Our mild Pacific Northwest winters mean there are numerous plants that stay green year-around and they’re not all conifers. This month’s plant could easily be mistaken for some kind of grass, which it resembles at first glance. I’m talking about slough sedge, Carex obnupta.
If you’ve visited a wetland almost anywhere on the west side of the Cascades you’ve likely seen slough sedge. It’s one of our most common sedges, growing in wet places throughout our region. Field Guide to the Sedges of the Pacific Northwest says its “yellowish green, arching, evergreen leaves can be identified from a moving car.” Those leaves are tough, somewhat leathery, 3-7mm (1/10 to ¼ inch) wide, with sharp prickles on the edges of the leaves pointed toward the tip. You’ll definitely notice them if you run your finger down the edge of a leaf.
Slough sedge holds onto its seed-bearing perigynia through the winter. Seeds can then be dispersed during spring floods. The perigynia are the long, fuzzy-looking brown things you see on the plants in the winter. They’re the remains of the female flowers.
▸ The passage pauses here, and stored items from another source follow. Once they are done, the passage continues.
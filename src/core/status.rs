//! Task lifecycle status and the legal transitions between states.
//!
//! Status values are mutated only by the [`TaskQueue`](crate::scheduler::TaskQueue);
//! task bodies and external observers read them through snapshots.

use serde::{Deserialize, Serialize};
use std::fmt;

/// Lifecycle status of a task.
///
/// The scheduler drives these transitions:
///
/// - `New → Queued` when admitted with all dependencies already completed
/// - `New → WaitingOnDependencies` when admitted with unmet dependencies
/// - `WaitingOnDependencies → Queued` when the last dependency completes
/// - `Queued → SentToRunner` on dequeue (exactly once per task)
/// - `SentToRunner → Running` when the runner reports execution start
/// - `SentToRunner | Running → Completed | Failed` on the runner's
///   completion report
/// - `Queued | WaitingOnDependencies → Canceled` on a supervisor cancel
///
/// `Completed`, `Failed` and `Canceled` are terminal; only `Completed`
/// satisfies a dependency edge.
#[derive(Debug, Clone, Copy, PartialEq, Eq, Hash, Serialize, Deserialize)]
pub enum TaskStatus {
    /// Constructed but not yet admitted to the queue.
    New,
    /// Admitted and ready for dispatch.
    Queued,
    /// Admitted but blocked on unmet dependencies.
    WaitingOnDependencies,
    /// Claimed by a dequeue call and handed to a runner.
    SentToRunner,
    /// The runner has reported that execution started.
    Running,
    /// Execution finished successfully.
    Completed,
    /// Execution finished unsuccessfully.
    Failed,
    /// Canceled before being handed to a runner.
    Canceled,
}

impl TaskStatus {
    /// Whether this status is terminal. The scheduler never moves a task
    /// out of a terminal status.
    pub fn is_terminal(&self) -> bool {
        matches!(
            self,
            TaskStatus::Completed | TaskStatus::Failed | TaskStatus::Canceled
        )
    }

    /// Whether a dependency in this status counts as satisfied.
    ///
    /// Only `Completed` does: a `Failed` or `Canceled` prerequisite
    /// permanently strands its dependents.
    pub fn satisfies_dependency(&self) -> bool {
        matches!(self, TaskStatus::Completed)
    }

    /// Whether the task is currently in a runner's hands.
    pub fn is_in_flight(&self) -> bool {
        matches!(self, TaskStatus::SentToRunner | TaskStatus::Running)
    }
}

impl fmt::Display for TaskStatus {
    fn fmt(&self, f: &mut fmt::Formatter<'_>) -> fmt::Result {
        let s = match self {
            TaskStatus::New => "new",
            TaskStatus::Queued => "queued",
            TaskStatus::WaitingOnDependencies => "waiting_on_dependencies",
            TaskStatus::SentToRunner => "sent_to_runner",
            TaskStatus::Running => "running",
            TaskStatus::Completed => "completed",
            TaskStatus::Failed => "failed",
            TaskStatus::Canceled => "canceled",
        };
        write!(f, "{}", s)
    }
}
//! Core identifier types for the scheduler.

use serde::{Deserialize, Serialize};
use std::fmt;
use uuid::Uuid;

/// Unique identifier for a task.
///
/// Assigned once at construction and never reused for the lifetime of a
/// [`TaskQueue`](crate::scheduler::TaskQueue) instance.
#[derive(Debug, Clone, PartialEq, Eq, Hash, Serialize, Deserialize)]
pub struct TaskId(Uuid);

impl TaskId {
    /// Generate a new random TaskId.
    pub fn new() -> Self {
        Self(Uuid::new_v4())
    }

    /// Create a TaskId from an existing UUID.
    pub fn from_uuid(uuid: Uuid) -> Self {
        Self(uuid)
    }

    /// Get the underlying UUID.
    pub fn as_uuid(&self) -> &Uuid {
        &self.0
    }
}

impl Default for TaskId {
    fn default() -> Self {
        Self::new()
    }
}

impl From<Uuid> for TaskId {
    fn from(uuid: Uuid) -> Self {
        Self(uuid)
    }
}

impl fmt::Display for TaskId {
    fn fmt(&self, f: &mut fmt::Formatter<'_>) -> fmt::Result {
        write!(f, "{}", self.0)
    }
}
//! wg - sample driver for the workgraph scheduler.
//!
//! Usage:
//!   wg fanout --children 4      Root task fans out sub-tasks, then a join task
//!   wg chain --length 5         Linear dependency chain
//!
//! The demo tasks carry a JSON payload to show that payloads never cross
//! the scheduler boundary: the queue sees only ids, statuses and edges.

use async_trait::async_trait;
use clap::{Parser, Subcommand};
use std::sync::{Arc, Mutex};
use std::time::Duration;
use tokio::time::sleep;
use tracing::{info, warn};
use workgraph::{
    Event, ExecutionContext, RunReport, Runner, Task, TaskError, TaskQueue, TaskRecord,
};

/// wg - dependency-aware task scheduler demo
#[derive(Parser)]
#[command(name = "wg")]
#[command(author, version, about, long_about = None)]
struct Cli {
    #[command(subcommand)]
    command: Commands,
}

#[derive(Subcommand)]
enum Commands {
    /// Run a fan-out/join graph: one root spawns children at runtime,
    /// then registers a join task behind all of them
    Fanout {
        /// Number of sub-tasks the root spawns
        #[arg(short, long, default_value = "4")]
        children: usize,

        /// Maximum concurrent task executions
        #[arg(short = 'j', long, default_value = "4")]
        concurrency: usize,

        /// Make the given child (0-based) fail, stranding the join task
        #[arg(long)]
        fail_child: Option<usize>,
    },

    /// Run a linear chain of dependent tasks
    Chain {
        /// Number of tasks in the chain
        #[arg(short, long, default_value = "5")]
        length: usize,

        /// Maximum concurrent task executions
        #[arg(short = 'j', long, default_value = "4")]
        concurrency: usize,
    },
}

/// Demo task: sleeps briefly, then echoes its payload into its output slot.
struct WorkTask {
    record: TaskRecord,
    payload: serde_json::Value,
    delay: Duration,
    fail: bool,
    output: Mutex<Option<serde_json::Value>>,
}

impl WorkTask {
    fn new(name: impl Into<String>, payload: serde_json::Value) -> Arc<Self> {
        Arc::new(Self {
            record: TaskRecord::new(name),
            payload,
            delay: Duration::from_millis(20),
            fail: false,
            output: Mutex::new(None),
        })
    }

    fn failing(name: impl Into<String>, payload: serde_json::Value) -> Arc<Self> {
        Arc::new(Self {
            record: TaskRecord::new(name),
            payload,
            delay: Duration::from_millis(20),
            fail: true,
            output: Mutex::new(None),
        })
    }
}

#[async_trait]
impl Task for WorkTask {
    fn record(&self) -> &TaskRecord {
        &self.record
    }

    async fn execute(&self, _ctx: &ExecutionContext) -> Result<(), TaskError> {
        sleep(self.delay).await;
        if self.fail {
            return Err(TaskError::ExecutionFailed(format!(
                "demo failure in '{}'",
                self.record.name()
            )));
        }
        *self.output.lock().expect("output lock poisoned") =
            Some(serde_json::json!({ "echo": self.payload }));
        Ok(())
    }
}

/// Root task for the fan-out demo: spawns children and a join task while
/// running, extending the graph it is itself part of.
struct FanoutRoot {
    record: TaskRecord,
    children: usize,
    fail_child: Option<usize>,
}

impl FanoutRoot {
    fn new(children: usize, fail_child: Option<usize>) -> Arc<Self> {
        Arc::new(Self {
            record: TaskRecord::new("root"),
            children,
            fail_child,
        })
    }
}

#[async_trait]
impl Task for FanoutRoot {
    fn record(&self) -> &TaskRecord {
        &self.record
    }

    async fn execute(&self, ctx: &ExecutionContext) -> Result<(), TaskError> {
        for i in 0..self.children {
            let name = format!("child-{}", i);
            let payload = serde_json::json!({ "index": i });
            let child: Arc<dyn Task> = if self.fail_child == Some(i) {
                WorkTask::failing(name, payload)
            } else {
                WorkTask::new(name, payload)
            };
            ctx.enqueue_sub_task(child)?;
        }
        // Joins on the root plus every child registered above.
        ctx.enqueue_next_task(WorkTask::new("join", serde_json::json!({ "role": "join" })))?;
        Ok(())
    }
}

/// Print lifecycle events as they happen.
fn spawn_event_printer(queue: &TaskQueue) {
    let mut rx = queue.subscribe();
    tokio::spawn(async move {
        loop {
            match rx.recv().await {
                Ok(Event::TaskEnqueued { task_id, name, waiting, .. }) => {
                    if waiting {
                        info!("task '{}' admitted, waiting on dependencies ({})", name, task_id);
                    } else {
                        info!("task '{}' admitted, ready ({})", name, task_id);
                    }
                }
                Ok(Event::TaskReady { task_id, .. }) => {
                    info!("task {} promoted to ready", task_id);
                }
                Ok(Event::TaskStarted { task_id, .. }) => {
                    info!("task {} running", task_id);
                }
                Ok(Event::TaskCompleted { task_id, .. }) => {
                    info!("task {} completed", task_id);
                }
                Ok(Event::TaskFailed { task_id, .. }) => {
                    warn!("task {} failed", task_id);
                }
                Ok(Event::TaskCanceled { task_id, .. }) => {
                    warn!("task {} canceled", task_id);
                }
                Ok(Event::TaskDispatched { .. }) => {}
                Err(tokio::sync::broadcast::error::RecvError::Lagged(skipped)) => {
                    warn!("event printer lagged, skipped {} events", skipped);
                }
                Err(tokio::sync::broadcast::error::RecvError::Closed) => break,
            }
        }
    });
}

fn print_report(queue: &TaskQueue, report: &RunReport) {
    info!(
        "run finished: {} completed, {} failed, {} stranded",
        report.completed,
        report.failed,
        report.stranded.len()
    );
    for id in &report.stranded {
        if let Some(task) = queue.get_task_info(id) {
            warn!(
                "stranded: '{}' ({}) waiting on {} dependencies",
                task.name,
                task.id,
                task.dependency_task_ids.len()
            );
        }
    }
}

async fn run_fanout(
    children: usize,
    concurrency: usize,
    fail_child: Option<usize>,
) -> Result<(), Box<dyn std::error::Error>> {
    let queue = Arc::new(TaskQueue::new());
    spawn_event_printer(&queue);

    queue.enqueue(FanoutRoot::new(children, fail_child))?;

    let runner = Runner::new(queue.clone()).with_max_concurrency(concurrency);
    let report = runner.run_until_idle().await;
    print_report(&queue, &report);
    Ok(())
}

async fn run_chain(length: usize, concurrency: usize) -> Result<(), Box<dyn std::error::Error>> {
    let queue = Arc::new(TaskQueue::new());
    spawn_event_printer(&queue);

    let mut prev = None;
    for i in 0..length {
        let task = WorkTask::new(format!("link-{}", i), serde_json::json!({ "index": i }));
        if let Some(prev_id) = prev {
            task.record().add_dependency(prev_id)?;
        }
        prev = Some(task.record().id().clone());
        queue.enqueue(task)?;
    }

    let runner = Runner::new(queue.clone()).with_max_concurrency(concurrency);
    let report = runner.run_until_idle().await;
    print_report(&queue, &report);
    Ok(())
}

#[tokio::main]
async fn main() -> Result<(), Box<dyn std::error::Error>> {
    // Initialize logging
    tracing_subscriber::fmt()
        .with_env_filter(
            tracing_subscriber::EnvFilter::from_default_env()
                .add_directive(tracing::Level::INFO.into()),
        )
        .init();

    let cli = Cli::parse();

    match cli.command {
        Commands::Fanout {
            children,
            concurrency,
            fail_child,
        } => {
            run_fanout(children, concurrency, fail_child).await?;
        }
        Commands::Chain {
            length,
            concurrency,
        } => {
            run_chain(length, concurrency).await?;
        }
    }

    Ok(())
}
Sedges all have specialized flower parts with their own names. It takes more study than I’ve put in to fully understand all the terminology. For now, you can just remember that Carex have separate male and female flowers, often on the same plant. Like other flowering plants, parts of the female flowers mature into seeds. In sedges they’re called achenes, which are enclosed in a perigynium. Perigynia is the plural form.
Carex obnupta spreads by rhizomes, underground runners. Like many other rhizomatous plants, that means that it can become invasive, particularly on small sites. That’s one reason we decided not to plant at the edge of my mother-in-law’s pond garden. We’d rather have more diversity.
Slough sedge is often the dominant species in a wetland. Not many animals eat it because the edges of the leaves are sharp enough to cut skin.
To learn more about Carex obnupta and the many other sedges in the Pacific Northwest, the book to own is Field Guide to the Sedges of the Pacific Northwest. It’s thorough, beautifully illustrated, and as easy to use as any volume on this challenging genus.